Um desafio para a saúde
Ondas de calor são cada vez mais frequentes em muitas partes do mundo. Sob condições de extremo estresse térmico, a nossa demanda cardíaca aumenta, a sudorese se intensifica e ocorre um processo de desidratação. Esse quadro é ainda pior quando a população afetada vive em alguma situação de vulnerabilidade.
Waleska Caiaffa, professora do Departamento de Medicina Preventiva e Social da Universidade Federal de Minas Gerais (UFMG) elenca os grupos sociais mais afetados pelo aquecimento global: “os povos indígenas, vivendo no ambiente deles ou nos espaços urbanos — ambientes nos quais eles não estão adaptados —, as minorias étnicas que precisaram migrar e pessoas que vivem em assentamentos informais e domicílios precários”. Para a pesquisadora, enfrentar o problema passa por melhorar as condições de vida e trabalho, as condições de habitação e o acesso dessas populações à infraestrutura de saúde.
“Os conhecimentos ancestrais podem ser utilizados tanto para mitigar os efeitos do aquecimento global como para aumentar a resiliência de populações em relação a eventos climáticos extremos.”
Enchentes e inundações podem causar uma ampla variedade de doenças, como a leptospirose, a salmonelose, a shigelose, as hepatites, as doenças dermatológicas, além de favorecer a disseminação de doenças como dengue, chikungunya e zika. Há a possibilidade também de contaminação por metais pesados que são levados pelas águas e entram em contato com as pessoas através da pele e da ingestão. Para Waleska Caiaffa, o sistema de saúde precisa se preparar para realizar esse tipo de diagnóstico de maneira rápida: “o sistema de saúde precisa ser capaz de conhecer, diagnosticar e ser capaz de encaminhar casos relacionados a esses eventos climáticos”.

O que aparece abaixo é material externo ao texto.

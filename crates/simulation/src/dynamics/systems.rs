use bevy::prelude::*;

use crate::brake_settings::{BrakeSimSettings, TickContext};
use crate::events::DerailmentWarning;
use crate::train::{update_train_brakes, Train, TrainRoster};
use crate::SimulationSet;

use super::coupler::{integrate_slack, solve_coupler_forces, CouplerScratch};
use super::curve::update_curve_force;
use super::derailment::{update_derailment_risk, DerailmentTransition};

/// Curve forces, coupler slack and forces, then derailment risk, for one
/// train. Runs after the brakes so retard forces are current.
pub fn step_train_dynamics(
    train: &mut Train,
    ctx: &TickContext<'_>,
    scratch: &mut CouplerScratch,
    raised: &mut Vec<DerailmentTransition>,
) {
    for car in train.cars.iter_mut() {
        update_curve_force(car, ctx.settings, ctx.elapsed_s);
    }
    integrate_slack(&mut train.cars, ctx.elapsed_s);
    solve_coupler_forces(&mut train.cars, scratch);
    update_derailment_risk(&mut train.cars, raised);
}

// =============================================================================
// Systems
// =============================================================================

pub fn update_train_dynamics(
    time: Res<Time>,
    settings: Res<BrakeSimSettings>,
    mut roster: ResMut<TrainRoster>,
    mut warnings: EventWriter<DerailmentWarning>,
    mut scratch: Local<CouplerScratch>,
    mut raised: Local<Vec<DerailmentTransition>>,
) {
    let ctx = TickContext::new(time.delta_secs(), &settings);
    for train in roster.trains.iter_mut() {
        step_train_dynamics(train, &ctx, &mut scratch, &mut raised);
        for transition in raised.drain(..) {
            warnings.send(DerailmentWarning {
                train: train.id,
                car_index: transition.car_index,
                force_ratio: transition.force_ratio,
                limit: transition.limit,
            });
        }
    }
}

/// Runs in `PostSim` so every warning raised this tick is logged once.
pub fn log_derailment_warnings(mut warnings: EventReader<DerailmentWarning>) {
    for w in warnings.read() {
        warn!(
            "Train {} car {}: derailment expected (L/V {:.2} > {:.2})",
            w.train, w.car_index, w.force_ratio, w.limit
        );
    }
}

// =============================================================================
// Plugin
// =============================================================================

pub struct TrainDynamicsPlugin;

impl Plugin for TrainDynamicsPlugin {
    fn build(&self, app: &mut App) {
        app.add_event::<DerailmentWarning>().add_systems(
            FixedUpdate,
            (
                update_train_dynamics
                    .after(update_train_brakes)
                    .in_set(SimulationSet::Simulation),
                log_derailment_warnings.in_set(SimulationSet::PostSim),
            ),
        );
    }
}
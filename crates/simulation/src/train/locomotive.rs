use bitcode::{Decode, Encode};
use serde::{Deserialize, Serialize};

use crate::events::{BrakeSignal, SignalSink};

#[derive(
    Debug, Clone, Copy, PartialEq, Eq, Hash, Default, Serialize, Deserialize, Encode, Decode,
)]
pub enum TractionKind {
    #[default]
    Diesel,
    Electric,
    Steam,
}

/// Air supply and brake valve parameters of a locomotive.
#[derive(Debug, Clone, Copy, PartialEq, Serialize, Deserialize, Encode, Decode)]
#[serde(default)]
pub struct LocomotiveAirParams {
    pub traction: TractionKind,
    pub main_res_volume_m3: f32,
    pub max_main_res_psi: f32,
    /// Compressor cuts in below this.
    pub compressor_restart_psi: f32,
    pub main_res_charging_rate_psi_s: f32,
    pub brake_pipe_charging_rate_psi_s: f32,
    pub brake_pipe_quick_charging_rate_psi_s: f32,
    /// Diffusion time constant of the brake pipe between adjacent cars.
    pub brake_pipe_time_factor_s: f32,
    /// Time constant of a service reduction at the lead.
    pub brake_service_time_factor_s: f32,
    pub brake_emergency_time_factor_s: f32,
    pub brake_pipe_leak_rate_psi_s: f32,
    pub engine_brake_apply_rate_psi_s: f32,
    pub engine_brake_release_rate_psi_s: f32,
}

impl Default for LocomotiveAirParams {
    fn default() -> Self {
        Self {
            traction: TractionKind::Diesel,
            main_res_volume_m3: 0.3,
            max_main_res_psi: 140.0,
            compressor_restart_psi: 110.0,
            main_res_charging_rate_psi_s: 0.4,
            brake_pipe_charging_rate_psi_s: 21.0,
            brake_pipe_quick_charging_rate_psi_s: 80.0,
            brake_pipe_time_factor_s: 0.0015,
            brake_service_time_factor_s: 1.009,
            brake_emergency_time_factor_s: 0.1,
            brake_pipe_leak_rate_psi_s: 0.0,
            engine_brake_apply_rate_psi_s: 12.5,
            engine_brake_release_rate_psi_s: 12.5,
        }
    }
}

#[derive(Debug, Clone, PartialEq, Serialize, Deserialize, Encode, Decode)]
pub struct LocomotiveAir {
    pub params: LocomotiveAirParams,
    pub main_res_psi: f32,
    pub compressor_on: bool,
    /// Engine running. Bail-off and the compressor need power.
    pub power_on: bool,
}

impl LocomotiveAir {
    pub fn new(params: LocomotiveAirParams) -> Self {
        Self {
            main_res_psi: params.max_main_res_psi,
            params,
            compressor_on: false,
            power_on: true,
        }
    }

    /// Main reservoir volume, floored so that pressure bookkeeping never
    /// divides by zero.
    pub fn main_res_volume_m3(&self) -> f32 {
        self.params.main_res_volume_m3.max(1e-4)
    }

    /// Run the compressor governor and charge the main reservoir.
    pub fn update_compressor(&mut self, elapsed_s: f32, car_index: usize, signals: &mut SignalSink) {
        let p = &self.params;
        if self.compressor_on {
            if self.main_res_psi >= p.max_main_res_psi || !self.power_on {
                self.compressor_on = false;
                signals.emit(car_index, BrakeSignal::CompressorOff);
            }
        } else if self.power_on && self.main_res_psi < p.compressor_restart_psi {
            self.compressor_on = true;
            signals.emit(car_index, BrakeSignal::CompressorOn);
        }

        if self.compressor_on {
            self.main_res_psi = (self.main_res_psi + p.main_res_charging_rate_psi_s * elapsed_s)
                .min(p.max_main_res_psi);
        }
    }
}
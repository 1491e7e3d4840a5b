use std::collections::BTreeMap;

use bevy::prelude::*;

use crate::brake_settings::BrakeSimSettings;
use crate::test_harness::TestTrain;
use crate::train::{BrakeCommandKind, ControllerPosition, TrainRoster};
use crate::SaveableRegistry;

fn save_extensions(sim: &mut TestTrain) -> BTreeMap<String, Vec<u8>> {
    sim.world_mut()
        .resource_scope(|world, registry: Mut<SaveableRegistry>| registry.save_all(world))
}

fn load_extensions(sim: &mut TestTrain, extensions: &BTreeMap<String, Vec<u8>>) {
    sim.world_mut()
        .resource_scope(|world, registry: Mut<SaveableRegistry>| {
            registry.load_all(world, extensions)
        });
}

#[test]
fn test_plugins_register_their_saveables() {
    let sim = TestTrain::new();
    let keys: Vec<_> = sim.resource::<SaveableRegistry>().keys().collect();
    assert!(keys.contains(&"brake_settings"));
    assert!(keys.contains(&"train_roster"));
}

#[test]
fn test_empty_session_saves_nothing() {
    let mut sim = TestTrain::new();
    sim.tick(3);
    assert!(save_extensions(&mut sim).is_empty());
}

#[test]
fn test_roster_and_settings_survive_a_session_round_trip() {
    let (mut sim, id) = TestTrain::with_freight(4);
    sim.world_mut().resource_mut::<BrakeSimSettings>().max_substeps = 256;
    sim.send(
        id,
        BrakeCommandKind::SetController {
            position: ControllerPosition::Apply,
            equalizing_reservoir_psi: 75.0,
        },
    );
    sim.run_seconds(5.0);

    let extensions = save_extensions(&mut sim);
    assert!(extensions.contains_key("train_roster"));
    assert!(extensions.contains_key("brake_settings"));

    let mut restored = TestTrain::new();
    load_extensions(&mut restored, &extensions);
    assert_eq!(restored.roster(), sim.roster());
    assert_eq!(restored.resource::<BrakeSimSettings>().max_substeps, 256);

    // Both copies keep evolving identically.
    sim.tick(30);
    restored.tick(30);
    assert_eq!(restored.train(id), sim.train(id));
}

#[test]
fn test_corrupt_roster_bytes_fall_back_to_empty() {
    let (mut sim, _) = TestTrain::with_freight(2);
    let mut extensions = BTreeMap::new();
    extensions.insert("train_roster".to_string(), vec![0xFF; 3]);
    load_extensions(&mut sim, &extensions);
    assert!(sim.resource::<TrainRoster>().is_empty());
}

#[test]
fn test_reset_clears_the_roster() {
    let (mut sim, _) = TestTrain::with_freight(2);
    sim.world_mut()
        .resource_scope(|world, registry: Mut<SaveableRegistry>| registry.reset_all(world));
    assert!(sim.roster().is_empty());
    assert_eq!(*sim.resource::<BrakeSimSettings>(), BrakeSimSettings::default());
}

A pesquisadora lembra ainda que as doenças mentais também podem “se proliferar” nessas condições: “as doenças mentais estão ligadas à repetição de episódios em pessoas que moram em contextos vulneráveis. — repetição dos desabamentos, repetição das inundações. As pessoas ficam extremamente estressadas e com medo de uma nova ocorrência”, alerta.